Records provided.
* * *
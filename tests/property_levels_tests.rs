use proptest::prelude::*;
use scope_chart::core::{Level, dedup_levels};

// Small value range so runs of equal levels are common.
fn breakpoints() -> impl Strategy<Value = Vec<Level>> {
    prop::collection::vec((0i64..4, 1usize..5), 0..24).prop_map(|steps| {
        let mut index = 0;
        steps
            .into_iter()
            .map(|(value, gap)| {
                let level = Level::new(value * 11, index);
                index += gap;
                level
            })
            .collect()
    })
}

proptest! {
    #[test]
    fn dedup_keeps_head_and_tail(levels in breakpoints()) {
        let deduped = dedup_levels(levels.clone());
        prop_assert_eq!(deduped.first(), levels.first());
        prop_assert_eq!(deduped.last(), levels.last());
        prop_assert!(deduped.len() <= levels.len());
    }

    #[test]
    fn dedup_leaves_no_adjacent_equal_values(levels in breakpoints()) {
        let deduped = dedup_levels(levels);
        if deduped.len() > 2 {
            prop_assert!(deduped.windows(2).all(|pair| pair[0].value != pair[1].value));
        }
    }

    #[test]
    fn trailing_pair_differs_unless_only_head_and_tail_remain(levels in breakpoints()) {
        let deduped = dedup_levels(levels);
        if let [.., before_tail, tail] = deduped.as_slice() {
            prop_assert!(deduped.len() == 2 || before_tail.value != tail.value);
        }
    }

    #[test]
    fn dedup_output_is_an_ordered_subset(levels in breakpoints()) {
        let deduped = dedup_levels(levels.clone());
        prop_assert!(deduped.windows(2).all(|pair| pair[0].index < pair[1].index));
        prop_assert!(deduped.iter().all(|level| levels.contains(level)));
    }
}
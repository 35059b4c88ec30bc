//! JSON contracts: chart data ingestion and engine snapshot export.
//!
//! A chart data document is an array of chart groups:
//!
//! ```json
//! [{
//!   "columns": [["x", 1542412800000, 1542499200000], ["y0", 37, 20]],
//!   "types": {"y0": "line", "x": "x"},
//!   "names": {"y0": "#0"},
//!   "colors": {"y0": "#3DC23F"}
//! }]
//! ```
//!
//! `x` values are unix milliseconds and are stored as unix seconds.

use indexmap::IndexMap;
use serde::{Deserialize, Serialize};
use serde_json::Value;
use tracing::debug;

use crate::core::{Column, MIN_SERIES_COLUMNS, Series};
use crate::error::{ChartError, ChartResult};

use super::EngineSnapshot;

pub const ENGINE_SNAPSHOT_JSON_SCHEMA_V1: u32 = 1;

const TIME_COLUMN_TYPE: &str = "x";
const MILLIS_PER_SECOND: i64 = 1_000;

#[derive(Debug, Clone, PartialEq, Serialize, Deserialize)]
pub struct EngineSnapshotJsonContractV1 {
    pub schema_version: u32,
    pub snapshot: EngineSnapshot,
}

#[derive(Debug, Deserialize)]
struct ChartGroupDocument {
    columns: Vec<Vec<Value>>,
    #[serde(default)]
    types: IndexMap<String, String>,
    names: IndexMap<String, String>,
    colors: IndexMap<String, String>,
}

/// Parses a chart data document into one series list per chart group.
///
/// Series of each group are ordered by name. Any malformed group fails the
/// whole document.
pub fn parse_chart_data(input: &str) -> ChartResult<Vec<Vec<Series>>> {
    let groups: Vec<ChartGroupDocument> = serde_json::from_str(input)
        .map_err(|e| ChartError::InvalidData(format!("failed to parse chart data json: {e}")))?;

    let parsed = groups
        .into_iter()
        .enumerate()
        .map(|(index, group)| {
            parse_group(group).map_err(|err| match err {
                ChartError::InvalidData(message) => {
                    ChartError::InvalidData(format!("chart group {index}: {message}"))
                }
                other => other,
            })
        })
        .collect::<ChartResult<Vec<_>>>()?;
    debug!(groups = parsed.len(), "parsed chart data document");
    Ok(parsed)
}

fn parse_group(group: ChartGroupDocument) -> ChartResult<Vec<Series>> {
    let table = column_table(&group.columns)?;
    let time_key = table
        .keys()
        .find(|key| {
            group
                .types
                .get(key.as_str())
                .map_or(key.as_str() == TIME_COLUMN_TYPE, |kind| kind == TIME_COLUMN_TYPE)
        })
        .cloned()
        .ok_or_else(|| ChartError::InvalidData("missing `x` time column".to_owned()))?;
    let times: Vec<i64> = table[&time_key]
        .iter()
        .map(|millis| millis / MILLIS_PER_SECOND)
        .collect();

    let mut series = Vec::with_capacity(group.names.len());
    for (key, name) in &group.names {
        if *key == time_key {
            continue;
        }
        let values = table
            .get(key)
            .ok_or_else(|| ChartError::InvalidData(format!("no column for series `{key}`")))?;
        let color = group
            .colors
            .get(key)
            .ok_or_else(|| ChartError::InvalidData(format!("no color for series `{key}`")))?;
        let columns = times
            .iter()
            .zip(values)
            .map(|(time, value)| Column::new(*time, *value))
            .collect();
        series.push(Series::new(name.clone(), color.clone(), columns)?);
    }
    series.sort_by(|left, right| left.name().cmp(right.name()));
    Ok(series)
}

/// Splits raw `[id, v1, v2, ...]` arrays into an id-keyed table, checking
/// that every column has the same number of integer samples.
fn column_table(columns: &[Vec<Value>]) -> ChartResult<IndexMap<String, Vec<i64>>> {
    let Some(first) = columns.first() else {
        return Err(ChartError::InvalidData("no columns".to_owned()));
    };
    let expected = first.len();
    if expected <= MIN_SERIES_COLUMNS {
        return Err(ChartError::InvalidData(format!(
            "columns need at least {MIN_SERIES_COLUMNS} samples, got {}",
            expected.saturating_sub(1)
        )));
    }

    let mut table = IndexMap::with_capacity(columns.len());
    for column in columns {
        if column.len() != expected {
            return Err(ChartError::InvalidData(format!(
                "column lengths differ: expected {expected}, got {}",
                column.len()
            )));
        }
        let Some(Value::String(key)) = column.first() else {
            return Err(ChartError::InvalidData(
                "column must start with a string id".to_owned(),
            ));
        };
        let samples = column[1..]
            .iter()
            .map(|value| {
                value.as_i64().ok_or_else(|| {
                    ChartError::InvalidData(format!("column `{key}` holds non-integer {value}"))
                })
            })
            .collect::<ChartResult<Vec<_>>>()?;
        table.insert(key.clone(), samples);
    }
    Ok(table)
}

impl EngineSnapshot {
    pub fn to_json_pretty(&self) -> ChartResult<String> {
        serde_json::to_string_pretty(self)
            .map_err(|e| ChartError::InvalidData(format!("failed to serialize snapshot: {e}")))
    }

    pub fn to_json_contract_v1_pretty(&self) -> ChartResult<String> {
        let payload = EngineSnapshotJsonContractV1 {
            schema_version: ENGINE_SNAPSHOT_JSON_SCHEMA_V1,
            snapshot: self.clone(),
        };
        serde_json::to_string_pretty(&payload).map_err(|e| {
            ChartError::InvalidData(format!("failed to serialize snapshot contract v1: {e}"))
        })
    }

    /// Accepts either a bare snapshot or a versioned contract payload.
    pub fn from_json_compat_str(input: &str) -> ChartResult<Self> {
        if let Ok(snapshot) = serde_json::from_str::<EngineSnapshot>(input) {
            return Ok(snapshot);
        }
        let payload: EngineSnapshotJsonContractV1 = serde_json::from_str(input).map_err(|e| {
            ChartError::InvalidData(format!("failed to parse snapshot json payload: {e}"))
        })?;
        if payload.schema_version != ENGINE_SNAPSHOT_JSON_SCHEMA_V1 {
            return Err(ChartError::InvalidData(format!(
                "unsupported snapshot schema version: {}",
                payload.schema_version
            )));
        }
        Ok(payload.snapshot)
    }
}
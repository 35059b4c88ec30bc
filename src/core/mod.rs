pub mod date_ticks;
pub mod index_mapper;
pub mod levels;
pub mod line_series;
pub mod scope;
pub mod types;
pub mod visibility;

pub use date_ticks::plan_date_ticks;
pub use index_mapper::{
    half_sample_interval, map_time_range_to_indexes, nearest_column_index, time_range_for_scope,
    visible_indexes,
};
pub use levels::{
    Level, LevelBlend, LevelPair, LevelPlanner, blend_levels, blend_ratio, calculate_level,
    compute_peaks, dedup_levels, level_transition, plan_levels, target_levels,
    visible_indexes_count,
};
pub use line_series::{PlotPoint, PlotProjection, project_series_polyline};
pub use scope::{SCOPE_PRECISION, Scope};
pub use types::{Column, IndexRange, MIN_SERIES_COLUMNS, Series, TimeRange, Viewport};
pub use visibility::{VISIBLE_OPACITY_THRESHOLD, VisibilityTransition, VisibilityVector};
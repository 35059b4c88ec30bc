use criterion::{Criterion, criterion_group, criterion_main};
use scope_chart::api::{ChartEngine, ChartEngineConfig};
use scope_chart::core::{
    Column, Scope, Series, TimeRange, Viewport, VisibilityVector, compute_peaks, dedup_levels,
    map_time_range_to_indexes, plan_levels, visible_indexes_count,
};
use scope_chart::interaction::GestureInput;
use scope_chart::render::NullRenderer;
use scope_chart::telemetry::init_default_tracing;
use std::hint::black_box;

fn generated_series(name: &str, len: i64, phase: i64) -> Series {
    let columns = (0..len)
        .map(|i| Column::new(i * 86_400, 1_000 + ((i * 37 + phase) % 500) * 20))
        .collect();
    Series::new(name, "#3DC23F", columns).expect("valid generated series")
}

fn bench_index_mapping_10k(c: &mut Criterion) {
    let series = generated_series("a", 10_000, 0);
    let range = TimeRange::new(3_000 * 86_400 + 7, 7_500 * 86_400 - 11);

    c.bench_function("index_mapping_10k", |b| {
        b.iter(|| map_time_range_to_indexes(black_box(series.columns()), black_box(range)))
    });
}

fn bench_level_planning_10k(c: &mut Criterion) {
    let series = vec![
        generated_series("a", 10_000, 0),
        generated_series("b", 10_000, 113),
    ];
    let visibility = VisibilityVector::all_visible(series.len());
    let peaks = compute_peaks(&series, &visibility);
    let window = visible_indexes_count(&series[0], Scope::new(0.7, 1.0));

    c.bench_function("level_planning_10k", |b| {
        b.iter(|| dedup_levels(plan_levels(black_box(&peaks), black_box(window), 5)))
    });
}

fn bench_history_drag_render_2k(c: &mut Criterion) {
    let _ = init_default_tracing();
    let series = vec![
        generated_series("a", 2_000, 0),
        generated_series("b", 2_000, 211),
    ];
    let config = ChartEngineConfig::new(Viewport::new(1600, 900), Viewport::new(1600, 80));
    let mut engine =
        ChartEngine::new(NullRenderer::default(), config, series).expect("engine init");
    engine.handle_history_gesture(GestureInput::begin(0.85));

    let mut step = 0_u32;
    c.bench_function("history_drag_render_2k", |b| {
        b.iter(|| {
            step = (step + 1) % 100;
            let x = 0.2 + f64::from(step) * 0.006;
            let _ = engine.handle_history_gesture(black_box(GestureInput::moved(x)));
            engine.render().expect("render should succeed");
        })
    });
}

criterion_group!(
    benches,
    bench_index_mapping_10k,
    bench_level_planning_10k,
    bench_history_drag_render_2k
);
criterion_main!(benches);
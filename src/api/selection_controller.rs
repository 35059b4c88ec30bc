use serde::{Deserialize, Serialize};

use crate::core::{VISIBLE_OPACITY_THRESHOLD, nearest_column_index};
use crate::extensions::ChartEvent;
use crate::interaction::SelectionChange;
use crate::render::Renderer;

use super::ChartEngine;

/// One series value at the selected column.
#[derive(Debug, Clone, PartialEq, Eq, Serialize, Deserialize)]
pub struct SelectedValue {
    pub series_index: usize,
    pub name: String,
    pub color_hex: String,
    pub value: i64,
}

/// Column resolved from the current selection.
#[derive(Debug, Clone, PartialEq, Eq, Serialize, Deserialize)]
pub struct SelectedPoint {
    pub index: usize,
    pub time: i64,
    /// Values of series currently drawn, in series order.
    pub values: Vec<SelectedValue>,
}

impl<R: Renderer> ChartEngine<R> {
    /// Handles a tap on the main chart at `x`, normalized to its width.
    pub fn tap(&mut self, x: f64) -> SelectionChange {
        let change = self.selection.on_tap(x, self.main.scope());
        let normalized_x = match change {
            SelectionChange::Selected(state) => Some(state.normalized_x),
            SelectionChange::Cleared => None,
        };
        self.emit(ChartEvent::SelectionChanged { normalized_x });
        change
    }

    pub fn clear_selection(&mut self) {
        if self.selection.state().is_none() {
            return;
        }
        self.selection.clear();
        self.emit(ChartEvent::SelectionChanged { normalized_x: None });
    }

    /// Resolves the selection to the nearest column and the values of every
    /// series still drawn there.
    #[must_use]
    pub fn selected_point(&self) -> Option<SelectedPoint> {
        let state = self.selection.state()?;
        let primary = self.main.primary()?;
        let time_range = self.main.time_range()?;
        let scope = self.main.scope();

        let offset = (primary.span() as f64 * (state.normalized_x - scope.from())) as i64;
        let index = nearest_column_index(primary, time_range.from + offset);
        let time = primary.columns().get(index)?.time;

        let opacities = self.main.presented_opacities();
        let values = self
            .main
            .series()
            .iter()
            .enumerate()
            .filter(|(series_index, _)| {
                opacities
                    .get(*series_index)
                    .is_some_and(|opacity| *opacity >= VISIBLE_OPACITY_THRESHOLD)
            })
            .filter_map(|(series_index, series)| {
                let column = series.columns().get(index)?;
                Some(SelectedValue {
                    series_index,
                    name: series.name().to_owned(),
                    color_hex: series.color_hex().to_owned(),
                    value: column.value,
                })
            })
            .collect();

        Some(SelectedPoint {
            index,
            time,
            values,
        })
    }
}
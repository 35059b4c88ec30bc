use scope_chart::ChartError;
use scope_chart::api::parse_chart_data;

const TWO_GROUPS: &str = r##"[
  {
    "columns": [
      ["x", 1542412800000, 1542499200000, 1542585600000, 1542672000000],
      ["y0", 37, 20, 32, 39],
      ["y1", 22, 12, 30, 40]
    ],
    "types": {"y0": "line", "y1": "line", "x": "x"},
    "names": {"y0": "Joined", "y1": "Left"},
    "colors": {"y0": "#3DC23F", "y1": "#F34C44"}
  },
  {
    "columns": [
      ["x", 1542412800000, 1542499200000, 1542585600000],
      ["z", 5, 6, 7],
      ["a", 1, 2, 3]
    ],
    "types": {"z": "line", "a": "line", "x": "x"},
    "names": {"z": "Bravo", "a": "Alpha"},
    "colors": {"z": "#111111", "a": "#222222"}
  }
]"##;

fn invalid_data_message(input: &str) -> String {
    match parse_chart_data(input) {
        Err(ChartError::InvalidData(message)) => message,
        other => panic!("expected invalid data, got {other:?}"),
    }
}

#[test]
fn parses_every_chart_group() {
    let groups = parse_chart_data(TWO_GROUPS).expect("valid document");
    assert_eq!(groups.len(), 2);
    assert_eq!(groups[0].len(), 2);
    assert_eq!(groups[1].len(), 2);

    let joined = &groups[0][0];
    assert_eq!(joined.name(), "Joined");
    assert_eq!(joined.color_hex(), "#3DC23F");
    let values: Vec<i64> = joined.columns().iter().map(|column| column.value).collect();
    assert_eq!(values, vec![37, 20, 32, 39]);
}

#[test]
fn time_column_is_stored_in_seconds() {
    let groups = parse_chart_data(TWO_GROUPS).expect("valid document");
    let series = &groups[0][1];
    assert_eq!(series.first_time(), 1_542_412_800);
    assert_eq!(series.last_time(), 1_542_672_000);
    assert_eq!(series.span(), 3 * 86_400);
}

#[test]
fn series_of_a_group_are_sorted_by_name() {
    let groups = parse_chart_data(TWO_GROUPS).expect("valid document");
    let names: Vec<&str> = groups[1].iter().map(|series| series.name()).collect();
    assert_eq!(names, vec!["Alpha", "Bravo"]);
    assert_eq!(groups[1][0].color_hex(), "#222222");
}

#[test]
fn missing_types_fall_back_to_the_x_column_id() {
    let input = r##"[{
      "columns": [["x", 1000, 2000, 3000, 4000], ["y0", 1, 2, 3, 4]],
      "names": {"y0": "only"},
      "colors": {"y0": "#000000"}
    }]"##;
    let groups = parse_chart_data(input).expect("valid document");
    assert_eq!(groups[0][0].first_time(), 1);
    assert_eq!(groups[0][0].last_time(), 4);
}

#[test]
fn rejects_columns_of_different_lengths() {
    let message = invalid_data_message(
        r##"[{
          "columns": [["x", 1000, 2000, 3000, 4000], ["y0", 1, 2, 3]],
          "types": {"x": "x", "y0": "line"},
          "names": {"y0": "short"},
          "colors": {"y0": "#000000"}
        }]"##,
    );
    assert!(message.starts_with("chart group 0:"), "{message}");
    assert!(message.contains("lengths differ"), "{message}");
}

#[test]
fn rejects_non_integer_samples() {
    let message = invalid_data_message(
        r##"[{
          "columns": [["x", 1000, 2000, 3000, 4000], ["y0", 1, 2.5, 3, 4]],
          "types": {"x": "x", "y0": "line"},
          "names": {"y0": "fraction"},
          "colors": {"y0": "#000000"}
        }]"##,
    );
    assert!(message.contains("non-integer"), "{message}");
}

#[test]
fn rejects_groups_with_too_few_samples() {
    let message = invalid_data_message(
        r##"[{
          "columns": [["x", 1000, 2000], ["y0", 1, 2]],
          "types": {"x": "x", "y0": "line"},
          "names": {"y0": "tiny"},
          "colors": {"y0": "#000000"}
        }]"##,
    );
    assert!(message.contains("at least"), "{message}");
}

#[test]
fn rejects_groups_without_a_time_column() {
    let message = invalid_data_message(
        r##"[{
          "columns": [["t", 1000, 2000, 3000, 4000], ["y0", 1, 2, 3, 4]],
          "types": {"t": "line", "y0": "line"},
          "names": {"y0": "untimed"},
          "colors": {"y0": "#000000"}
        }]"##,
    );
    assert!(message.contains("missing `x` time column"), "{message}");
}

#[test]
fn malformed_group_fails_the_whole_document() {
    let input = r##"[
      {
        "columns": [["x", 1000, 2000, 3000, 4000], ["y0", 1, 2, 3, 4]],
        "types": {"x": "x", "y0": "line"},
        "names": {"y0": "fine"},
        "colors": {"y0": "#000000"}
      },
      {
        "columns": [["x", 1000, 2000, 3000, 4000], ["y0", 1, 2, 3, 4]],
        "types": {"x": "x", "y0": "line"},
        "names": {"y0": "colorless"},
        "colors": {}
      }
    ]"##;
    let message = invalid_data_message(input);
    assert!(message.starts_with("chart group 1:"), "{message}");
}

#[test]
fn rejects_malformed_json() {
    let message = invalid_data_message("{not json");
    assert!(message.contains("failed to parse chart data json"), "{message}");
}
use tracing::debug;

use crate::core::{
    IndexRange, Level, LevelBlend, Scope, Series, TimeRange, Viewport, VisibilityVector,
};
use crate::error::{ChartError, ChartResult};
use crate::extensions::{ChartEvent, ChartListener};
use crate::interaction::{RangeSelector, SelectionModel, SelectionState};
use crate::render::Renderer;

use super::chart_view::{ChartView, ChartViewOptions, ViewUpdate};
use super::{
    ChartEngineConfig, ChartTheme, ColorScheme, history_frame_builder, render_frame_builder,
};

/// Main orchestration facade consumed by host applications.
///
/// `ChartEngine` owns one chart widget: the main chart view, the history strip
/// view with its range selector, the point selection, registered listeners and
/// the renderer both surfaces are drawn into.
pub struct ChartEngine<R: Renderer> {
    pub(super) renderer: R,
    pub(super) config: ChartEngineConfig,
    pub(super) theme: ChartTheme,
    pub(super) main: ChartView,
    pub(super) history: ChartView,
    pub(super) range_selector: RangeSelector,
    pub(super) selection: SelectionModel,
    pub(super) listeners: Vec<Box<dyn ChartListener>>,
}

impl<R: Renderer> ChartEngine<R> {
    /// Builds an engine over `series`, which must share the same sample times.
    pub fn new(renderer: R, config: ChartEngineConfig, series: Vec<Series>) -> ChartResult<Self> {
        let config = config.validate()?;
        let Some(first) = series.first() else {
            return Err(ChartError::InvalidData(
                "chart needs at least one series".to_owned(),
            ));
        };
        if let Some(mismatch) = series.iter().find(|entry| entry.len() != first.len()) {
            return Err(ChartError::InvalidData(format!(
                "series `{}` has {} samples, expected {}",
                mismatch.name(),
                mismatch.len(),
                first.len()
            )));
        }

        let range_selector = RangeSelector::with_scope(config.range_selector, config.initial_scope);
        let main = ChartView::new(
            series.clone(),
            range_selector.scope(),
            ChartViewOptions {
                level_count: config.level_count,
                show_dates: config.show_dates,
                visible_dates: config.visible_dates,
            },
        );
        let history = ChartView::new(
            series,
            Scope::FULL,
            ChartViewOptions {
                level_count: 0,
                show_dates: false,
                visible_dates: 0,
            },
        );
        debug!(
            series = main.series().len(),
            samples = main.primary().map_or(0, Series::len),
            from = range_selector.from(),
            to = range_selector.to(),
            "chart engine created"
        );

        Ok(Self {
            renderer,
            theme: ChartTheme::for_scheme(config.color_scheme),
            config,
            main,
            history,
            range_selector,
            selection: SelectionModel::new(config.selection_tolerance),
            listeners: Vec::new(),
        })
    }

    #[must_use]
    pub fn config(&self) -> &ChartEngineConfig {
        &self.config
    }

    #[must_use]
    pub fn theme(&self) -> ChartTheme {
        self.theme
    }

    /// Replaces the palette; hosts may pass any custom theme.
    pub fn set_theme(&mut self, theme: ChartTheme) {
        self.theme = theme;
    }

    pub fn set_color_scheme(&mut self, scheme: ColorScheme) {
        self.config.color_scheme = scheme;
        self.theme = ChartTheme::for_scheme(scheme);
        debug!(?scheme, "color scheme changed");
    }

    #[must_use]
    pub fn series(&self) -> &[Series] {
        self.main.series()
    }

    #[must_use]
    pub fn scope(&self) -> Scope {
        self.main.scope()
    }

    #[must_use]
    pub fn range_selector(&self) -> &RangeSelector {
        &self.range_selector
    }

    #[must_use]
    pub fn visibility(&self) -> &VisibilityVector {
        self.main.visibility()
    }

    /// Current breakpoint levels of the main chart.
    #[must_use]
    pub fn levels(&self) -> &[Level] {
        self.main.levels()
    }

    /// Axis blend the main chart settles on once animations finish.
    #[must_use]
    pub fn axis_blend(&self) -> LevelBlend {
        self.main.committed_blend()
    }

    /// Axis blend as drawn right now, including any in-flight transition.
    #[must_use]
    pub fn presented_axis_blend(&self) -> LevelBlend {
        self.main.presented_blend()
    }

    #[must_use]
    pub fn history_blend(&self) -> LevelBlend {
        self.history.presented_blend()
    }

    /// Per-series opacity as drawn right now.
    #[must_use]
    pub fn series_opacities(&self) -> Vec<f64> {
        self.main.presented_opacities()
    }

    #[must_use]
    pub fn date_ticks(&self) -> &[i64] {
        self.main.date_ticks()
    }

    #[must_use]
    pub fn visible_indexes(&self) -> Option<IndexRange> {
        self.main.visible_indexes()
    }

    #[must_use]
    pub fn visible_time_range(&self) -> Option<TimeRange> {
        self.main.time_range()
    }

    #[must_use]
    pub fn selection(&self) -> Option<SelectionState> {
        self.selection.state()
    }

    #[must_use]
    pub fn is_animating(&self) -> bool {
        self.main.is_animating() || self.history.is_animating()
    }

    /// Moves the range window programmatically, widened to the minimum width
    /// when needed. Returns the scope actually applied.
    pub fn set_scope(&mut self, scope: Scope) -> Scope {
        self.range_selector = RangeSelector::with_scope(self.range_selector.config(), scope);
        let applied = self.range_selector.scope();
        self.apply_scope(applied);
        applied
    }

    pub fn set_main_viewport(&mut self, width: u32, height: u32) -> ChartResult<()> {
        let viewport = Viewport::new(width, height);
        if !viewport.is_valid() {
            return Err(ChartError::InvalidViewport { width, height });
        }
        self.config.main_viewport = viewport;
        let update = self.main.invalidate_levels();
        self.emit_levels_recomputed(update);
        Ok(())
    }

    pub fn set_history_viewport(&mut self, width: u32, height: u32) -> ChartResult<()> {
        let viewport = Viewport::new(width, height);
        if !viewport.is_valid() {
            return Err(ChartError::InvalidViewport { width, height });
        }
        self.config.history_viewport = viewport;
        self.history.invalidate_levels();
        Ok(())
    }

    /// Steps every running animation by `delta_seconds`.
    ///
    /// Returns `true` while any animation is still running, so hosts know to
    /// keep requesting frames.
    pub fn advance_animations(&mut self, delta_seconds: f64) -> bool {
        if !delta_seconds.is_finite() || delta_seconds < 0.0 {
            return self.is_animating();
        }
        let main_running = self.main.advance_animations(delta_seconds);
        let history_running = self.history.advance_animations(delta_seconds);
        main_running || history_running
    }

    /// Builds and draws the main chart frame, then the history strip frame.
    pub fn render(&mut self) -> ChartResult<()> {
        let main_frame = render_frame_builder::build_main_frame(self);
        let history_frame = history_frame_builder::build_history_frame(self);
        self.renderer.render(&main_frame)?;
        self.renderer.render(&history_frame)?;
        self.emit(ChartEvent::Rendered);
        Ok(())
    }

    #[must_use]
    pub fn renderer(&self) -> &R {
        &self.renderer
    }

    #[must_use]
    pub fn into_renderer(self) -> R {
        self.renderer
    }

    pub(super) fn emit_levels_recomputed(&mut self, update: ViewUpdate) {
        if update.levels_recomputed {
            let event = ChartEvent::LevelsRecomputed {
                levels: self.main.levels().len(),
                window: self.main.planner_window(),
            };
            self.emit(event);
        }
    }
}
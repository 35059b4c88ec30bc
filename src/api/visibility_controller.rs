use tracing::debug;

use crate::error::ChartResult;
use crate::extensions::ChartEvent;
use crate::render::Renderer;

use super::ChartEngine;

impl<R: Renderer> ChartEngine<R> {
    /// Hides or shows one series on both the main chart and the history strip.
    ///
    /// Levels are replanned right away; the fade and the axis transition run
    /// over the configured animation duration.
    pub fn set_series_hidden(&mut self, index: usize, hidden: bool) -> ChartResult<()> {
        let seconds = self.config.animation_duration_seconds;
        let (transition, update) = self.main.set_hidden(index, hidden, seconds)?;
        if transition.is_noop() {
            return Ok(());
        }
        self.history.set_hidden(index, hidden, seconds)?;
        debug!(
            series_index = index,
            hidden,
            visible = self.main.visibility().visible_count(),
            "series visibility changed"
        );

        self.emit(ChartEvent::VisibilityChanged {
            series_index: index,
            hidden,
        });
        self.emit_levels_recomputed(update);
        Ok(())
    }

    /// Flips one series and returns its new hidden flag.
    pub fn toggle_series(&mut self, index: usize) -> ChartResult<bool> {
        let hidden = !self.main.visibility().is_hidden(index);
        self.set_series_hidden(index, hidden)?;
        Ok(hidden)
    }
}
* * *
The problem. In the entries above, identify every line with the word "ColorScheme". Copy those lines.

Answer to the exercise.
    ChartEngineConfig, ChartTheme, ColorScheme, history_frame_builder, render_frame_builder,
    pub fn set_color_scheme(&mut self, scheme: ColorScheme) {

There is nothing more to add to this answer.